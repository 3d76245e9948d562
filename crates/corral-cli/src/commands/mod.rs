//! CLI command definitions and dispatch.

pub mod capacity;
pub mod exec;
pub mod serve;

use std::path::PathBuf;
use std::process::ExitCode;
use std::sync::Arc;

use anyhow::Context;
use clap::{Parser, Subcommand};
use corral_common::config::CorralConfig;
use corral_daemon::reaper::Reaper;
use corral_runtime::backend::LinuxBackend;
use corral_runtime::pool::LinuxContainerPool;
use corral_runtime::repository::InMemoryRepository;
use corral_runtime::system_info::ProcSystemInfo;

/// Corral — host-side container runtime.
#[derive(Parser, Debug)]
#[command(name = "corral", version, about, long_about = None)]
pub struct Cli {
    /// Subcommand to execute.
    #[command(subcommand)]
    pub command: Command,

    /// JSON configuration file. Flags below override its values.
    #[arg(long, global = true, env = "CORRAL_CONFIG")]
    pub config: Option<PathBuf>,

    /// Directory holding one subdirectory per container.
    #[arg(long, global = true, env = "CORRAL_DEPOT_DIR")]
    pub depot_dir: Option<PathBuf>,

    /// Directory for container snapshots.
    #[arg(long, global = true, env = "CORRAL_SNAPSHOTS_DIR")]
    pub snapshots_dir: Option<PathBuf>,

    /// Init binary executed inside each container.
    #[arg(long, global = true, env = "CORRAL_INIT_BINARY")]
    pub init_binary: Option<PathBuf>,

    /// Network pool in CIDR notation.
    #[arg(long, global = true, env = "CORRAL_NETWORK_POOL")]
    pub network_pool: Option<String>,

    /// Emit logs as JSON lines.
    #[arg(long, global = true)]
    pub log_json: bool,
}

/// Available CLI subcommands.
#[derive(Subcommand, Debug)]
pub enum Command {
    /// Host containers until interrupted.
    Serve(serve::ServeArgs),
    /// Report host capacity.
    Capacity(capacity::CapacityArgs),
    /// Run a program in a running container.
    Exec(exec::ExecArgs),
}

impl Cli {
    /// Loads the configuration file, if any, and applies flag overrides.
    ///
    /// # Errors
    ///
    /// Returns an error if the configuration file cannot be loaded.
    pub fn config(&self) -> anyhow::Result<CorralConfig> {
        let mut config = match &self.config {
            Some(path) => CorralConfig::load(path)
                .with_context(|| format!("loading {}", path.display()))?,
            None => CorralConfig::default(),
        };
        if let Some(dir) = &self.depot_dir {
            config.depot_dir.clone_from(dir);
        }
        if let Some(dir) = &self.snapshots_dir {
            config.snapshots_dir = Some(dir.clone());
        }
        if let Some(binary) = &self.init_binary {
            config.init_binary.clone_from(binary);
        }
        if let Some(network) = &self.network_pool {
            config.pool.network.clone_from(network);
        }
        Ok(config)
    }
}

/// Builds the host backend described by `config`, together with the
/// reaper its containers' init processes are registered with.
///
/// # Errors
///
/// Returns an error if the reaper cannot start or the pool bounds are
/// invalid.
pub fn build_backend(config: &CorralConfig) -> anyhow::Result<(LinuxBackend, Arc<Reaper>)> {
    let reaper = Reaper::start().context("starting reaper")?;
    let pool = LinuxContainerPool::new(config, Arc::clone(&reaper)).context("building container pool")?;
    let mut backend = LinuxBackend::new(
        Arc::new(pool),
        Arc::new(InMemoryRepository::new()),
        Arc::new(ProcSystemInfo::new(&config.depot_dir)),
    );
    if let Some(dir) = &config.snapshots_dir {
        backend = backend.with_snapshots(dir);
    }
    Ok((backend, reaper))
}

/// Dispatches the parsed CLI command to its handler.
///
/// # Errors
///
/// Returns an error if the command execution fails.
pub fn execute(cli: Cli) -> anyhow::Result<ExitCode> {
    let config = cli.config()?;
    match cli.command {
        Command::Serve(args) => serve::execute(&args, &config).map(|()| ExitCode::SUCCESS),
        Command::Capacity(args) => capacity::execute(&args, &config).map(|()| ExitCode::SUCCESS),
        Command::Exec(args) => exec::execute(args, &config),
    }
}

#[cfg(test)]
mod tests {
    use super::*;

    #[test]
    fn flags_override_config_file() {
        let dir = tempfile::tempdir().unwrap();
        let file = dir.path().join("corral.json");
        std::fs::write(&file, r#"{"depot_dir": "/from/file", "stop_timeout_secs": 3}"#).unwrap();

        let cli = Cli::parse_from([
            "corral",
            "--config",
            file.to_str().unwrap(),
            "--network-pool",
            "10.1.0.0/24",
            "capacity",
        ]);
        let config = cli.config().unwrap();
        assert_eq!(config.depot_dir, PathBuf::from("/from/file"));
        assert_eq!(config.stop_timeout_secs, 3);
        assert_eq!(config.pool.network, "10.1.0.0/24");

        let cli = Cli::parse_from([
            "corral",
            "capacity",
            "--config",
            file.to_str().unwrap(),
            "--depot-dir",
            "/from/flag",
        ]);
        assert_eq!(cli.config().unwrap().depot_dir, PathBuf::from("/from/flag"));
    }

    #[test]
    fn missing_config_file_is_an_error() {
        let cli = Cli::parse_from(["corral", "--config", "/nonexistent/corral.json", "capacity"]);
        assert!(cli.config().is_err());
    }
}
__________________________________________________
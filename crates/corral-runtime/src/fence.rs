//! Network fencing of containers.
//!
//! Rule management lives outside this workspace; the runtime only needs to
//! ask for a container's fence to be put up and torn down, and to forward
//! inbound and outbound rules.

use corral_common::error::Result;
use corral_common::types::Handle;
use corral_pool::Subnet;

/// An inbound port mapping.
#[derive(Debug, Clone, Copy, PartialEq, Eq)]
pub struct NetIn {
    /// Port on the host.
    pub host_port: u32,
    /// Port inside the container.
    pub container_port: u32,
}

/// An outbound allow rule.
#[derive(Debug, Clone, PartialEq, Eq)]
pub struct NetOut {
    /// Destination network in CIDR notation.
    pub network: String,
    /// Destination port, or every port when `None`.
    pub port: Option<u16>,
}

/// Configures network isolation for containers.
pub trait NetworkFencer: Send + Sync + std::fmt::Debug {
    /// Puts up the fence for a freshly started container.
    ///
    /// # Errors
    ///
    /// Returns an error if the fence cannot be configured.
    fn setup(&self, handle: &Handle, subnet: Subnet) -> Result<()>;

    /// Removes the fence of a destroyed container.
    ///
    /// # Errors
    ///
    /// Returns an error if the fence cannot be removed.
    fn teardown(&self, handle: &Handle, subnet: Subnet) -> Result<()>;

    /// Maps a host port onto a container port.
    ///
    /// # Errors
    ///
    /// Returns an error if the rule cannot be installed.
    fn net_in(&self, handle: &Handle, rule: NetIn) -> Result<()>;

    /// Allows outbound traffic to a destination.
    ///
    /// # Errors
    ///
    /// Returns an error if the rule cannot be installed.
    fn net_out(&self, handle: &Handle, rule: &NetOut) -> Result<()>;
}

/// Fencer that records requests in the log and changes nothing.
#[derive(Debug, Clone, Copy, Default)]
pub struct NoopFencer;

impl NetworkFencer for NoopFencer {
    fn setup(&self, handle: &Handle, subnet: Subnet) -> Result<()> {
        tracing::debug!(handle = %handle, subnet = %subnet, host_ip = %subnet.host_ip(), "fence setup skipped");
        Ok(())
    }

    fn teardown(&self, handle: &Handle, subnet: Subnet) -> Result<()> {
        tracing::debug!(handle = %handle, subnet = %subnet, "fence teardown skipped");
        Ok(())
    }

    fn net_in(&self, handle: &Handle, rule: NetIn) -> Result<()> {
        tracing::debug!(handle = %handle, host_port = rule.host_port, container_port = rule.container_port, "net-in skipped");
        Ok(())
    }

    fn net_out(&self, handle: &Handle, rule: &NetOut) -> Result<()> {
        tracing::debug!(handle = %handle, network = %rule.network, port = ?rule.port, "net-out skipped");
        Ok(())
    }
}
__________________________________________________
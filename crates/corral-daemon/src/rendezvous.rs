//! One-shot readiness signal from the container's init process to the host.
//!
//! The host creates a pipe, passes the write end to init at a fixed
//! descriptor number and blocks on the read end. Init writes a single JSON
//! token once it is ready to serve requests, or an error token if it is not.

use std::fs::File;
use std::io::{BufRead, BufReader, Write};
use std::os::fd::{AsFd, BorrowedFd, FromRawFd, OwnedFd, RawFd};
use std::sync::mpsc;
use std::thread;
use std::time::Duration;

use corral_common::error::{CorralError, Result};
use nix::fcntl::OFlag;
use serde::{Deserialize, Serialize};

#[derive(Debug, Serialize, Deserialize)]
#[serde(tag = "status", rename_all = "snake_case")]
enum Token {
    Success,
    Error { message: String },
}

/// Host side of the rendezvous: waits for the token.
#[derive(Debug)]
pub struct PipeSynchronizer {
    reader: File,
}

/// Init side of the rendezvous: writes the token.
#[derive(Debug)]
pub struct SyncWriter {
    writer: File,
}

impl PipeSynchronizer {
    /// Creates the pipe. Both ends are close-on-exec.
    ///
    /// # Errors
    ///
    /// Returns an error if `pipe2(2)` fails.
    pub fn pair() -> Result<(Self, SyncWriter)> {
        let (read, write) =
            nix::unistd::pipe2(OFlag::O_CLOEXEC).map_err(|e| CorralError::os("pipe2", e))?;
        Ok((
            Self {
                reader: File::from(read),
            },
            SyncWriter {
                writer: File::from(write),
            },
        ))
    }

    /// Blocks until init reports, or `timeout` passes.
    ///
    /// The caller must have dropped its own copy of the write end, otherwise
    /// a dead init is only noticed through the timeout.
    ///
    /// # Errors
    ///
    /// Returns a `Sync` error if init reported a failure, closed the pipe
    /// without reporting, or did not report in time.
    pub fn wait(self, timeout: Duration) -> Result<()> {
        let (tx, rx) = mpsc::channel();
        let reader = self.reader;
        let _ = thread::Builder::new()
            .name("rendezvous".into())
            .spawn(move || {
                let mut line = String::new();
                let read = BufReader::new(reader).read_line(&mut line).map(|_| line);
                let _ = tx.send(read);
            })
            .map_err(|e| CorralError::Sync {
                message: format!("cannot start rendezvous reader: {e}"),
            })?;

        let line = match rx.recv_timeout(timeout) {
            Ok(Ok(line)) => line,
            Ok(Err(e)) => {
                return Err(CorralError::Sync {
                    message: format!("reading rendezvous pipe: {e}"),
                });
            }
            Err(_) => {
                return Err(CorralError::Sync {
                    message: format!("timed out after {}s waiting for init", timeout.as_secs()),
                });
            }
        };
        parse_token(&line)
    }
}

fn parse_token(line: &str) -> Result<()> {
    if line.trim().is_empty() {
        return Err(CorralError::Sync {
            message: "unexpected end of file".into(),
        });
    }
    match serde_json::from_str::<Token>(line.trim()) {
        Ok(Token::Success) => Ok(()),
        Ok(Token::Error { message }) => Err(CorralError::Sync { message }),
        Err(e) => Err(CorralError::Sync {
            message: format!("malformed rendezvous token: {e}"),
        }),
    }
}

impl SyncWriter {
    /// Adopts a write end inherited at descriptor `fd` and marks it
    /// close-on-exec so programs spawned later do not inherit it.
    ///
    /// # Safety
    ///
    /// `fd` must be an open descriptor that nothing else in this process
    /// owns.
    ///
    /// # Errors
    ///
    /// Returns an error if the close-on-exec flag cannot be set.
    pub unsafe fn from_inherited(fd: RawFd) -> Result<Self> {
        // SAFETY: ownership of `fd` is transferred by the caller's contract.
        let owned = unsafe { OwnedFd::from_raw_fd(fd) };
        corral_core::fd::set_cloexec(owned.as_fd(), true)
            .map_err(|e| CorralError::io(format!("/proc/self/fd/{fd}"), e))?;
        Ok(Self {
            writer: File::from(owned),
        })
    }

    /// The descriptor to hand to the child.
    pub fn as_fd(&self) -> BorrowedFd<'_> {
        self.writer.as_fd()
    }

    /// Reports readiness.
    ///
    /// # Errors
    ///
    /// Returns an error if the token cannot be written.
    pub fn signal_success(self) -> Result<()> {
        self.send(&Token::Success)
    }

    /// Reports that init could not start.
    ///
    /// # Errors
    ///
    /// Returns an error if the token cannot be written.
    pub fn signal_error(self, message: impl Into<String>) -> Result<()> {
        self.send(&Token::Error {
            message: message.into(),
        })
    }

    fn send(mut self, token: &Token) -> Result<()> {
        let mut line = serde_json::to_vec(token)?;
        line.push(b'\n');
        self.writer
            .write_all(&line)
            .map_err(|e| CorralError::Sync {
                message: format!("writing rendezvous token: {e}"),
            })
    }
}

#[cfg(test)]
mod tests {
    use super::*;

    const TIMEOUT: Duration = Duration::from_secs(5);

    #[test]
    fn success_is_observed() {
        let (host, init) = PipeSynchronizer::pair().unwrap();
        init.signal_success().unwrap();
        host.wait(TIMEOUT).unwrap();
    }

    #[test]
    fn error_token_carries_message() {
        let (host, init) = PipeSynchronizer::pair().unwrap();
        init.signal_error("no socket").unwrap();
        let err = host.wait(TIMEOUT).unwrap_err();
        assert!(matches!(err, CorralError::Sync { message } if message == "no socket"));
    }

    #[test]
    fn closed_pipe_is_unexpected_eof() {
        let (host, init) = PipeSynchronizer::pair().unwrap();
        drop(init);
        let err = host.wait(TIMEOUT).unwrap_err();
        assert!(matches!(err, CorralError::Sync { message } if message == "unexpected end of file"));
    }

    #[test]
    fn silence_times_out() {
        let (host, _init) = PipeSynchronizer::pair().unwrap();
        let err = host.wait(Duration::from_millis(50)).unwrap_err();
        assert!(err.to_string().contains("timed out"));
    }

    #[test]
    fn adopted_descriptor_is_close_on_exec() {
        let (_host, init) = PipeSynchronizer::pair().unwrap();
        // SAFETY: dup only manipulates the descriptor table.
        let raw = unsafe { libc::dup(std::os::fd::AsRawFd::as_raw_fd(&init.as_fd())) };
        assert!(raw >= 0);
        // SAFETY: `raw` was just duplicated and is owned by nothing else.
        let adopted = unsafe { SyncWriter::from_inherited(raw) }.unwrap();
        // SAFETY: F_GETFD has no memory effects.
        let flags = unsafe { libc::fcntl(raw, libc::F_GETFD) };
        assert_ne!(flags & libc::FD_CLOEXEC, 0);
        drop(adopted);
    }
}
__________________________________________________
What the task asks:
For each line of the entries that includes "Deserialize", show that line.

Response area:
use serde::{Deserialize, Serialize};
#[derive(Debug, Serialize, Deserialize)]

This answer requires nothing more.